O conhecimento do produto é condição básica e essencial para qualquer vendedor exercer a profissão. Qual é o cliente que compra de alguém que não fala com segurança sobre a solução dos seus problemas? E somente quem conhece bem o que vende é capaz de falar com convicção para conquistar a confiança e o interesse do cliente.

No mercado atual, onde o cliente está cada vez mais consciente de que não necessita meramente de um produto, mas sim da solução de seus problemas, vender ficou mais difícil. Essa dificuldade reside no fato de que o mercado está inundado de produtos dos mais diversos tipos, qualidades e preços, deixando o cliente cheio de dúvidas no momento da compra. Quem nunca passou por uma experiência negativa de compra?

Quando o cliente está diante do vendedor, ouvindo suas argumentações, está também com o pensamento fixo no problema que tem para resolver. Se o profissional de venda não tiver a capacidade de percepção e continuar fazendo a demonstração do produto, falando somente de características, sem focar na necessidade do cliente, não obterá êxito. Mas é o que acontece com muita frequência.

No dia a dia das vendas, os vendedores que não se profissionalizam são mestres em falar de características, por ser mais fácil, deixando de lado o mais importante – os benefícios -, que são os propulsores da venda. Isso ocorre porque somente quem conhece bem seus produtos e serviços está apto a demonstrar um produto destacando benefícios, porque estes são invisíveis, sendo apenas percebidos.

Pior ainda é quando o vendedor apenas apresenta o produto, diz que é de boa qualidade e está tendo bastante aceitação no mercado, menciona em seguida o preço e fica na expectativa da decisão do cliente. Será que isso acontece com frequência? O cliente compra? Mas esse filme se repete todos os dias.

O grande diferencial do profissional de vendas está em saber distinguir as características, vantagens e benefícios dos produtos. Qual a importância de cada um desses elementos e como devem ser explorados durante a apresentação do produto ou serviço. Quando isso é feito com competência, com certeza o cliente percebe e demonstra interesse em ouvir a proposta do vendedor.

Ao se contratar um vendedor, é de suma importância que ele passe por um treinamento de vendas, a fim de conhecer bem os produtos ou serviços da empresa e as técnicas de vendas utilizadas. Mas não deve parar por aí, o aprendizado deve ser constante, pois todos os dias surgem novos produtos e os clientes são dinâmicos, não aceitando a mesmice de sempre.

Para ser mais efetivo, é importante que o vendedor esteja preparado para adotar estratégias bastante simples, que são despercebidas pelos profissionais de vendas comuns, mas que fazem a diferença. Vejamos algumas delas:

>> Conhecer profundamente seus produtos ou serviços, de modo a fazer apresentações com convicção, segurança, motivação e entusiasmo, transmitindo confiança ao cliente.

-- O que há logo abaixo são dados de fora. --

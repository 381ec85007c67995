use std::fmt;
use std::str::FromStr;

use serde::{Deserialize, Serialize};

/// One of the four suits in a standard 52-card deck.
#[derive(Debug, Copy, Clone, Eq, PartialEq, Hash, Ord, PartialOrd, Serialize, Deserialize)]
pub enum Suit {
    Clubs,
    Diamonds,
    Hearts,
    Spades,
}

impl Suit {
    pub fn letter(self) -> char {
        match self {
            Suit::Clubs => 'c',
            Suit::Diamonds => 'd',
            Suit::Hearts => 'h',
            Suit::Spades => 's',
        }
    }
}

/// Card rank from Two through Ace. The discriminants (2..=14) are the
/// values used by the hand evaluator, with Ace high at 14.
#[derive(Debug, Copy, Clone, Eq, PartialEq, Hash, Ord, PartialOrd, Serialize, Deserialize)]
pub enum Rank {
    Two = 2,
    Three,
    Four,
    Five,
    Six,
    Seven,
    Eight,
    Nine,
    Ten,
    Jack,
    Queen,
    King,
    Ace,
}

impl Rank {
    pub fn value(self) -> u8 {
        self as u8
    }

    pub fn letter(self) -> char {
        match self {
            Rank::Two => '2',
            Rank::Three => '3',
            Rank::Four => '4',
            Rank::Five => '5',
            Rank::Six => '6',
            Rank::Seven => '7',
            Rank::Eight => '8',
            Rank::Nine => '9',
            Rank::Ten => 'T',
            Rank::Jack => 'J',
            Rank::Queen => 'Q',
            Rank::King => 'K',
            Rank::Ace => 'A',
        }
    }

    pub fn from_u8(v: u8) -> Rank {
        match v {
            2 => Rank::Two,
            3 => Rank::Three,
            4 => Rank::Four,
            5 => Rank::Five,
            6 => Rank::Six,
            7 => Rank::Seven,
            8 => Rank::Eight,
            9 => Rank::Nine,
            10 => Rank::Ten,
            11 => Rank::Jack,
            12 => Rank::Queen,
            13 => Rank::King,
            _ => Rank::Ace,
        }
    }
}

/// A single playing card. Equality is by rank and suit; cards are plain
/// values and are copied freely between the deck, hands and the board.
#[derive(Debug, Copy, Clone, Eq, PartialEq, Hash, Ord, PartialOrd, Serialize, Deserialize)]
pub struct Card {
    pub rank: Rank,
    pub suit: Suit,
}

impl Card {
    pub fn new(rank: Rank, suit: Suit) -> Self {
        Self { rank, suit }
    }
}

impl fmt::Display for Card {
    fn fmt(&self, f: &mut fmt::Formatter<'_>) -> fmt::Result {
        write!(f, "{}{}", self.rank.letter(), self.suit.letter())
    }
}

impl FromStr for Card {
    type Err = String;

    /// Parses compact notation such as `As`, `Td` or `9h`.
    fn from_str(s: &str) -> Result<Self, Self::Err> {
        let mut chars = s.chars();
        let (r, su) = match (chars.next(), chars.next(), chars.next()) {
            (Some(r), Some(su), None) => (r, su),
            _ => return Err(format!("invalid card '{s}'")),
        };
        let rank = match r.to_ascii_uppercase() {
            '2' => Rank::Two,
            '3' => Rank::Three,
            '4' => Rank::Four,
            '5' => Rank::Five,
            '6' => Rank::Six,
            '7' => Rank::Seven,
            '8' => Rank::Eight,
            '9' => Rank::Nine,
            'T' => Rank::Ten,
            'J' => Rank::Jack,
            'Q' => Rank::Queen,
            'K' => Rank::King,
            'A' => Rank::Ace,
            _ => return Err(format!("invalid rank '{r}'")),
        };
        let suit = match su.to_ascii_lowercase() {
            'c' => Suit::Clubs,
            'd' => Suit::Diamonds,
            'h' => Suit::Hearts,
            's' => Suit::Spades,
            _ => return Err(format!("invalid suit '{su}'")),
        };
        Ok(Card::new(rank, suit))
    }
}

pub fn all_suits() -> [Suit; 4] {
    [Suit::Clubs, Suit::Diamonds, Suit::Hearts, Suit::Spades]
}

pub fn all_ranks() -> [Rank; 13] {
    [
        Rank::Two,
        Rank::Three,
        Rank::Four,
        Rank::Five,
        Rank::Six,
        Rank::Seven,
        Rank::Eight,
        Rank::Nine,
        Rank::Ten,
        Rank::Jack,
        Rank::Queen,
        Rank::King,
        Rank::Ace,
    ]
}

pub fn full_deck() -> Vec<Card> {
    let mut v = Vec::with_capacity(52);
    for &s in &all_suits() {
        for &r in &all_ranks() {
            v.push(Card { rank: r, suit: s });
        }
    }
    v
}
//! Interactive play against the automated opponent.
//!
//! The human holds the user seat; the bot seat is driven through the
//! engine's `advance_auto` with the configured provider behind the timeout
//! fallback. Input and output streams are injected so tests can script a
//! whole session through a `Cursor`.

use std::io::{BufRead, Write};
use std::sync::Arc;

use headsup_ai::create_provider;
use headsup_ai::policy::FallbackProvider;
use headsup_engine::game::{Game, GameSnapshot, WinReason, BIG_BLIND, SMALL_BLIND};
use headsup_engine::player::{Action, PlayerId};
use headsup_engine::provider::DecisionProvider;

use crate::config;
use crate::error::CliError;
use crate::ui;
use crate::validation::{parse_player_action, ParseResult};

pub fn handle_play_command(
    hands: Option<u32>,
    seed: Option<u64>,
    out: &mut dyn Write,
    err: &mut dyn Write,
    stdin: &mut dyn BufRead,
) -> Result<(), CliError> {
    let hands = hands.unwrap_or(1);
    if hands == 0 {
        ui::write_error(err, "hands must be >= 1")?;
        return Err(CliError::InvalidInput("hands must be >= 1".to_string()));
    }

    let cfg = config::load().map_err(|e| CliError::Config(e.to_string()))?;
    let base_seed = seed.or(cfg.seed).unwrap_or_else(rand::random);
    let provider = FallbackProvider::new(Arc::from(create_provider(&cfg.provider)));

    writeln!(
        out,
        "play: hands={} seed={} opponent={}",
        hands,
        base_seed,
        provider.name()
    )?;
    writeln!(out, "Blinds: SB={} BB={}", SMALL_BLIND, BIG_BLIND)?;

    let first_dealer = if rand::random::<bool>() {
        PlayerId::User
    } else {
        PlayerId::Bot
    };
    let mut game = Game::next_hand(
        cfg.starting_stack,
        cfg.starting_stack,
        first_dealer.opponent(),
        Some(base_seed),
    )?;

    let mut played = 0u32;
    'session: for i in 1..=hands {
        writeln!(out, "Hand {} (dealer: {})", i, game.dealer())?;
        game.advance_auto(&provider)?;

        while game.outcome().is_none() {
            if game.to_act() == Some(PlayerId::User) {
                let snap = game.snapshot();
                render_table(out, &snap)?;
                write!(out, "Enter action (check/call/raise N/allin/fold/q): ")?;
                out.flush()?;

                let Some(line) = read_line(stdin) else {
                    break 'session;
                };
                let action = match parse_player_action(&line) {
                    ParseResult::Action(action) => action,
                    ParseResult::AllIn => all_in_action(&snap),
                    ParseResult::Quit => break 'session,
                    ParseResult::Invalid(msg) => {
                        ui::write_error(err, &msg)?;
                        continue;
                    }
                };
                if let Err(e) = game.apply_action(PlayerId::User, action) {
                    ui::write_error(err, &format!("Invalid action: {}", e))?;
                    continue;
                }
            }
            game.advance_auto(&provider)?;
        }

        report_outcome(out, &game.snapshot())?;
        played += 1;

        let snap = game.snapshot();
        let (user, bot) = (snap.players[0].stack, snap.players[1].stack);
        if user == 0 || bot == 0 {
            let busted = if user == 0 { PlayerId::User } else { PlayerId::Bot };
            writeln!(out, "Game over: {} is out of chips.", busted)?;
            break;
        }
        if i < hands {
            game = Game::next_hand(
                user,
                bot,
                snap.dealer,
                Some(base_seed.wrapping_add(u64::from(i))),
            )?;
        }
    }

    writeln!(out, "Hands played: {}", played)?;
    Ok(())
}

/// "allin" as a total: a raise to the whole stack, or a plain call when the
/// stack no longer exceeds the bet to match.
fn all_in_action(snap: &GameSnapshot) -> Action {
    let me = &snap.players[PlayerId::User.index()];
    let target = me.street_committed + me.stack;
    if target > snap.bet_to_match {
        Action::Raise(target)
    } else {
        Action::CheckOrCall
    }
}

fn render_table(out: &mut dyn Write, snap: &GameSnapshot) -> std::io::Result<()> {
    let me = &snap.players[PlayerId::User.index()];
    let bot = &snap.players[PlayerId::Bot.index()];
    writeln!(out, "Street: {:?}  Pot: {}", snap.street, snap.pot)?;
    writeln!(out, "Board: {}", ui::fmt_cards(&snap.board))?;
    if let Some(hole) = me.hole_cards {
        writeln!(out, "Your cards: {}", ui::fmt_cards(&hole))?;
    }
    writeln!(out, "Stacks: you {} / bot {}", me.stack, bot.stack)?;
    let to_call = snap.bet_to_match.saturating_sub(me.street_committed);
    if to_call > 0 {
        writeln!(out, "To call: {}", to_call)?;
    }
    Ok(())
}

fn report_outcome(out: &mut dyn Write, snap: &GameSnapshot) -> std::io::Result<()> {
    let Some(outcome) = snap.outcome else {
        return Ok(());
    };
    if outcome.reason == WinReason::Showdown {
        writeln!(out, "Board: {}", ui::fmt_cards(&snap.board))?;
        if let Some(hole) = snap.players[PlayerId::Bot.index()].hole_cards {
            writeln!(out, "Bot shows: {}", ui::fmt_cards(&hole))?;
        }
    }
    match outcome.winner {
        Some(id) => writeln!(
            out,
            "Winner: {} (+{} chips)",
            id,
            outcome.payouts[id.index()]
        )?,
        None => writeln!(out, "Split pot.")?,
    }
    writeln!(
        out,
        "Stacks: you {} / bot {}",
        snap.players[0].stack, snap.players[1].stack
    )?;
    Ok(())
}

fn read_line(stdin: &mut dyn BufRead) -> Option<String> {
    let mut line = String::new();
    match stdin.read_line(&mut line) {
        Ok(0) => None,
        Ok(_) => Some(line),
        Err(_) => None,
    }
}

>> Identificar as necessidades dos clientes antes da demonstração do produto.

>> Saber qual é o seu público-alvo, a fim de não ficar malhando em ferro frio, oferecendo produtos ou serviços para quem não tem necessidade.

>> Analisar sempre os produtos e trabalho dos concorrentes para destacar os seus diferenciais competitivos frente a eles para os clientes. É uma demonstração de profissionalismo sem denegrir o concorrente.

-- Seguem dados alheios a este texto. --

use headsup_engine::betting::Street;
use headsup_engine::errors::GameError;
use headsup_engine::game::{Game, WinReason, BIG_BLIND, SMALL_BLIND, STARTING_STACK};
use headsup_engine::player::{Action, PlayerId};

/// Builds a hand with a known dealer by asking for the "next" hand after a
/// fictitious one where the opponent held the button.
fn game_with_dealer(dealer: PlayerId, seed: u64) -> Game {
    Game::next_hand(
        STARTING_STACK,
        STARTING_STACK,
        dealer.opponent(),
        Some(seed),
    )
    .expect("hand starts")
}

#[test]
fn blinds_are_posted_and_dealer_acts_first_preflop() {
    let game = game_with_dealer(PlayerId::User, 11);
    let snap = game.snapshot();
    assert_eq!(snap.dealer, PlayerId::User);
    assert_eq!(snap.street, Street::Preflop);
    assert_eq!(snap.pot, SMALL_BLIND + BIG_BLIND);
    assert_eq!(snap.bet_to_match, BIG_BLIND);
    assert_eq!(snap.to_act, Some(PlayerId::User));
    assert_eq!(snap.players[0].stack, STARTING_STACK - SMALL_BLIND);
    assert_eq!(snap.players[1].stack, STARTING_STACK - BIG_BLIND);
}

#[test]
fn non_dealer_acts_first_after_the_flop() {
    let mut game = game_with_dealer(PlayerId::User, 12);
    game.apply_action(PlayerId::User, Action::CheckOrCall)
        .expect("dealer limps");
    let snap = game
        .apply_action(PlayerId::Bot, Action::CheckOrCall)
        .expect("big blind checks");
    assert_eq!(snap.street, Street::Flop);
    assert_eq!(snap.board.len(), 3);
    assert_eq!(snap.to_act, Some(PlayerId::Bot));
    assert_eq!(snap.bet_to_match, 0, "bet to match resets per street");
}

#[test]
fn big_blind_keeps_the_option_after_a_limp() {
    let mut game = game_with_dealer(PlayerId::User, 13);
    let snap = game
        .apply_action(PlayerId::User, Action::CheckOrCall)
        .expect("dealer limps");
    // Commitments are level but the big blind has not spoken.
    assert_eq!(snap.street, Street::Preflop);
    assert_eq!(snap.to_act, Some(PlayerId::Bot));
}

#[test]
fn streets_progress_to_showdown_when_checked_through() {
    let mut game = game_with_dealer(PlayerId::User, 14);
    game.apply_action(PlayerId::User, Action::CheckOrCall).unwrap();
    game.apply_action(PlayerId::Bot, Action::CheckOrCall).unwrap();
    for expected_board in [4usize, 5] {
        game.apply_action(PlayerId::Bot, Action::CheckOrCall).unwrap();
        let snap = game.apply_action(PlayerId::User, Action::CheckOrCall).unwrap();
        assert_eq!(snap.board.len(), expected_board);
    }
    // River checks through to showdown.
    game.apply_action(PlayerId::Bot, Action::CheckOrCall).unwrap();
    let snap = game.apply_action(PlayerId::User, Action::CheckOrCall).unwrap();
    assert_eq!(snap.street, Street::Showdown);
    let outcome = snap.outcome.expect("hand resolved");
    assert_eq!(outcome.reason, WinReason::Showdown);
    assert_eq!(
        outcome.payouts.iter().sum::<u32>(),
        2 * BIG_BLIND,
        "the checked-through pot is exactly the blinds"
    );
}

#[test]
fn fold_short_circuits_without_revealing_cards() {
    let mut game = game_with_dealer(PlayerId::User, 15);
    game.apply_action(PlayerId::User, Action::CheckOrCall).unwrap();
    game.apply_action(PlayerId::Bot, Action::CheckOrCall).unwrap();
    // On the flop the bot checks, the user bets, the bot folds.
    game.apply_action(PlayerId::Bot, Action::CheckOrCall).unwrap();
    game.apply_action(PlayerId::User, Action::Raise(40)).unwrap();
    let snap = game.apply_action(PlayerId::Bot, Action::Fold).unwrap();

    let outcome = snap.outcome.expect("fold ends the hand");
    assert_eq!(outcome.winner, Some(PlayerId::User));
    assert_eq!(outcome.reason, WinReason::Fold);
    assert_eq!(outcome.payouts, [80, 0]);
    assert_eq!(snap.board.len(), 3, "no further board cards are dealt");
    assert!(
        snap.players[1].hole_cards.is_none(),
        "a fold never reveals hidden cards"
    );
    assert_eq!(snap.players[0].stack, STARTING_STACK + 20);
    assert_eq!(snap.players[1].stack, STARTING_STACK - 20);
}

#[test]
fn wrong_turn_is_rejected_and_state_unchanged() {
    let mut game = game_with_dealer(PlayerId::User, 16);
    let before = game.snapshot();
    let err = game
        .apply_action(PlayerId::Bot, Action::CheckOrCall)
        .unwrap_err();
    assert_eq!(
        err,
        GameError::NotPlayersTurn {
            expected: PlayerId::User,
            actual: PlayerId::Bot
        }
    );
    let after = game.snapshot();
    assert_eq!(before.pot, after.pot);
    assert_eq!(before.to_act, after.to_act);
    assert_eq!(before.players[0].stack, after.players[0].stack);
    assert_eq!(before.players[1].stack, after.players[1].stack);
}

#[test]
fn terminal_hand_rejects_further_actions() {
    let mut game = game_with_dealer(PlayerId::User, 17);
    game.apply_action(PlayerId::User, Action::Fold).unwrap();
    let err = game
        .apply_action(PlayerId::Bot, Action::CheckOrCall)
        .unwrap_err();
    assert_eq!(err, GameError::HandAlreadyComplete);
}

#[test]
fn both_all_in_runs_the_board_out() {
    let mut game = game_with_dealer(PlayerId::User, 18);
    game.apply_action(PlayerId::User, Action::Raise(STARTING_STACK))
        .expect("open shove");
    let snap = game
        .apply_action(PlayerId::Bot, Action::CheckOrCall)
        .expect("call all-in");
    assert_eq!(snap.street, Street::Showdown);
    assert_eq!(snap.board.len(), 5, "board runs out with no more betting");
    let outcome = snap.outcome.expect("showdown resolved");
    assert_eq!(outcome.payouts.iter().sum::<u32>(), 2 * STARTING_STACK);
    assert_eq!(
        snap.players[0].stack + snap.players[1].stack,
        2 * STARTING_STACK
    );
    assert!(
        snap.players[1].hole_cards.is_some(),
        "showdown reveals the bot's hand"
    );
}

#[test]
fn next_hand_flips_the_dealer_and_carries_stacks() {
    let mut game = game_with_dealer(PlayerId::User, 19);
    let snap = game.apply_action(PlayerId::User, Action::Fold).unwrap();
    let user = snap.players[0].stack;
    let bot = snap.players[1].stack;

    let next = Game::next_hand(user, bot, snap.dealer, Some(20)).expect("next hand");
    let snap = next.snapshot();
    assert_eq!(snap.dealer, PlayerId::Bot);
    assert_eq!(
        snap.players[0].stack + snap.players[1].stack + snap.pot,
        user + bot
    );
}

#[test]
fn short_big_blind_posts_all_in() {
    // The big blind holds 12 chips against the 20-chip blind: it posts
    // short and is all-in from the first chip.
    let mut game = Game::next_hand(3_000, 12, PlayerId::Bot, Some(23)).expect("hand starts");
    assert_eq!(game.dealer(), PlayerId::User);
    let snap = game.snapshot();
    assert!(snap.players[1].all_in);
    assert_eq!(snap.pot, SMALL_BLIND + 12);
    assert_eq!(snap.to_act, Some(PlayerId::User));

    // Matching the short blind ends the betting and runs the board out.
    let snap = game
        .apply_action(PlayerId::User, Action::CheckOrCall)
        .expect("match the short blind");
    assert!(snap.outcome.is_some());
    assert_eq!(snap.players[0].stack + snap.players[1].stack, 3_012);
}

#[test]
fn busted_stack_cannot_start_a_hand() {
    let err = Game::next_hand(0, 2 * STARTING_STACK, PlayerId::User, Some(21)).unwrap_err();
    assert_eq!(
        err,
        GameError::EmptyStack {
            player: PlayerId::User
        }
    );
}

#[test]
fn create_deals_hole_cards_to_both_seats() {
    let game = Game::create(Some(22)).expect("game starts");
    let snap = game.snapshot();
    assert!(snap.players[0].hole_cards.is_some(), "user sees own cards");
    assert!(
        snap.players[1].hole_cards.is_none(),
        "bot cards stay hidden pre-showdown"
    );
    assert_eq!(snap.pot, SMALL_BLIND + BIG_BLIND);
}

#[test]
fn same_seed_same_script_same_result() {
    let script = [
        (PlayerId::User, Action::CheckOrCall),
        (PlayerId::Bot, Action::Raise(60)),
        (PlayerId::User, Action::CheckOrCall),
        (PlayerId::Bot, Action::CheckOrCall),
        (PlayerId::User, Action::Raise(80)),
        (PlayerId::Bot, Action::CheckOrCall),
    ];
    let mut a = game_with_dealer(PlayerId::User, 99);
    let mut b = game_with_dealer(PlayerId::User, 99);
    for (player, action) in script {
        let sa = a.apply_action(player, action).expect("script legal in a");
        let sb = b.apply_action(player, action).expect("script legal in b");
        assert_eq!(sa.board, sb.board);
        assert_eq!(sa.pot, sb.pot);
        assert_eq!(sa.street, sb.street);
        assert_eq!(sa.to_act, sb.to_act);
    }
}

>> Agregar valor ao produto ou serviço através de demonstrações com base no destaque de vantagens e benefícios, justificando o preço cobrado.

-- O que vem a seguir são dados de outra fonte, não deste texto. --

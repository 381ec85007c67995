use std::cmp::Ordering;

use crate::hand::HandRank;
use crate::player::PlayerId;

/// One pot tier: an amount and the non-folded players eligible to win it.
/// The main pot is the lowest tier; unequal all-in commitments create side
/// tiers above it that only the deeper contributor can win.
#[derive(Debug, Clone, PartialEq, Eq)]
pub struct PotTier {
    pub amount: u32,
    pub eligible: Vec<PlayerId>,
}

/// Tracks each player's total contribution across the whole hand and turns
/// the contributions into pot tiers at settlement. Street-level bookkeeping
/// lives in [`crate::betting::BettingRound`]; this ledger only ever grows.
#[derive(Debug, Clone, Default)]
pub struct PotManager {
    contributions: [u32; 2],
}

impl PotManager {
    pub fn new() -> Self {
        Self::default()
    }

    pub fn add(&mut self, id: PlayerId, amount: u32) {
        self.contributions[id.index()] += amount;
    }

    pub fn contribution(&self, id: PlayerId) -> u32 {
        self.contributions[id.index()]
    }

    pub fn total(&self) -> u32 {
        self.contributions.iter().sum()
    }

    /// Splits the contributions into tiers. Distinct contribution levels are
    /// walked ascending; each tier holds `(level - previous) x contributors
    /// at or above the level`, and is winnable by the non-folded players
    /// among them. Folded chips stay in their tiers but earn nothing.
    /// The tier amounts always sum to the total contributions.
    pub fn tiers(&self, folded: [bool; 2]) -> Vec<PotTier> {
        let mut levels: Vec<u32> = self
            .contributions
            .iter()
            .copied()
            .filter(|&c| c > 0)
            .collect();
        levels.sort_unstable();
        levels.dedup();

        let mut tiers = Vec::new();
        let mut prev = 0u32;
        for level in levels {
            let contributors = self
                .contributions
                .iter()
                .filter(|&&c| c >= level)
                .count() as u32;
            let eligible: Vec<PlayerId> = PlayerId::BOTH
                .into_iter()
                .filter(|id| !folded[id.index()] && self.contribution(*id) >= level)
                .collect();
            tiers.push(PotTier {
                amount: (level - prev) * contributors,
                eligible,
            });
            prev = level;
        }
        tiers
    }

    /// Settles a showdown: each tier goes to its best-ranked eligible hand,
    /// a tied tier splits evenly with the odd chip to the non-dealer (the
    /// player left of the button). Returns per-seat payouts whose sum always
    /// equals the total contributions.
    pub fn settle(
        &self,
        ranks: [HandRank; 2],
        folded: [bool; 2],
        dealer: PlayerId,
    ) -> [u32; 2] {
        let mut payouts = [0u32; 2];
        for tier in self.tiers(folded) {
            match tier.eligible.as_slice() {
                [only] => payouts[only.index()] += tier.amount,
                [a, b] => match ranks[a.index()].cmp(&ranks[b.index()]) {
                    Ordering::Greater => payouts[a.index()] += tier.amount,
                    Ordering::Less => payouts[b.index()] += tier.amount,
                    Ordering::Equal => {
                        let half = tier.amount / 2;
                        let odd = tier.amount - half * 2;
                        payouts[a.index()] += half;
                        payouts[b.index()] += half;
                        payouts[dealer.opponent().index()] += odd;
                    }
                },
                // Both players folding is impossible heads-up: the first
                // fold ends the hand before settlement.
                _ => {}
            }
        }
        payouts
    }
}

#[cfg(test)]
mod tests {
    use super::*;
    use crate::hand::{Category, HandRank};

    fn rank(category: Category, first: u8) -> HandRank {
        HandRank {
            category,
            ranks: [first, 0, 0, 0, 0],
        }
    }

    #[test]
    fn equal_contributions_make_one_tier() {
        let mut pots = PotManager::new();
        pots.add(PlayerId::User, 300);
        pots.add(PlayerId::Bot, 300);
        let tiers = pots.tiers([false, false]);
        assert_eq!(tiers.len(), 1);
        assert_eq!(tiers[0].amount, 600);
        assert_eq!(tiers[0].eligible.len(), 2);
    }

    #[test]
    fn short_all_in_creates_side_tier() {
        let mut pots = PotManager::new();
        pots.add(PlayerId::User, 100);
        pots.add(PlayerId::Bot, 300);
        let tiers = pots.tiers([false, false]);
        assert_eq!(tiers.len(), 2);
        assert_eq!(tiers[0].amount, 200);
        assert_eq!(tiers[0].eligible.len(), 2);
        assert_eq!(tiers[1].amount, 200);
        assert_eq!(tiers[1].eligible, vec![PlayerId::Bot]);
    }

    #[test]
    fn tier_amounts_sum_to_contributions() {
        let cases = [(0u32, 0u32), (20, 20), (100, 300), (9_990, 20), (1, 10_000)];
        for (user, bot) in cases {
            let mut pots = PotManager::new();
            pots.add(PlayerId::User, user);
            pots.add(PlayerId::Bot, bot);
            let sum: u32 = pots.tiers([false, false]).iter().map(|t| t.amount).sum();
            assert_eq!(sum, user + bot);
        }
    }

    #[test]
    fn short_winner_only_collects_the_matched_tier() {
        let mut pots = PotManager::new();
        pots.add(PlayerId::User, 100);
        pots.add(PlayerId::Bot, 300);
        let payouts = pots.settle(
            [
                rank(Category::Flush, 14),
                rank(Category::OnePair, 9),
            ],
            [false, false],
            PlayerId::User,
        );
        // User wins the contested 200; bot reclaims its uncalled 200.
        assert_eq!(payouts, [200, 200]);
        assert_eq!(payouts.iter().sum::<u32>(), pots.total());
    }

    #[test]
    fn tie_splits_with_odd_chip_to_non_dealer() {
        let mut pots = PotManager::new();
        pots.add(PlayerId::User, 101);
        pots.add(PlayerId::Bot, 100);
        let even = rank(Category::Straight, 9);
        let payouts = pots.settle([even, even], [false, false], PlayerId::User);
        // 200 contested splits 100/100; the 1-chip top tier returns to the
        // user uncontested. Total conserved.
        assert_eq!(payouts.iter().sum::<u32>(), 201);
        assert_eq!(payouts, [101, 100]);

        let mut pots = PotManager::new();
        pots.add(PlayerId::User, 100);
        pots.add(PlayerId::Bot, 101);
        let payouts = pots.settle([even, even], [false, false], PlayerId::Bot);
        assert_eq!(payouts, [100, 101]);
    }

    #[test]
    fn tied_side_pot_refunds_the_deep_stack() {
        let mut pots = PotManager::new();
        pots.add(PlayerId::User, 25);
        pots.add(PlayerId::Bot, 26);
        let even = rank(Category::TwoPair, 8);
        let payouts = pots.settle([even, even], [false, false], PlayerId::User);
        // Shared tier of 50 splits evenly; the bot's uncalled chip returns.
        assert_eq!(payouts, [25, 26]);
    }

    #[test]
    fn folded_chips_stay_in_the_pot() {
        let mut pots = PotManager::new();
        pots.add(PlayerId::User, 60);
        pots.add(PlayerId::Bot, 100);
        let tiers = pots.tiers([true, false]);
        // User folded: eligible nowhere, chips still counted.
        assert!(tiers.iter().all(|t| t.eligible == vec![PlayerId::Bot]));
        assert_eq!(tiers.iter().map(|t| t.amount).sum::<u32>(), 160);
    }
}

>> Estar preparado para enfrentar e superar as objeções dos clientes, evitando desistir da venda logo nas primeiras dificuldades.

>> Não hesitar ao falar do preço do seu produto, por estar consciente de que é justo em face do benefício que proporcionará ao cliente.

>> Estar consciente de que o cliente concorda que o seu produto é importante para ele, sendo a solução dos seus problemas e necessidades.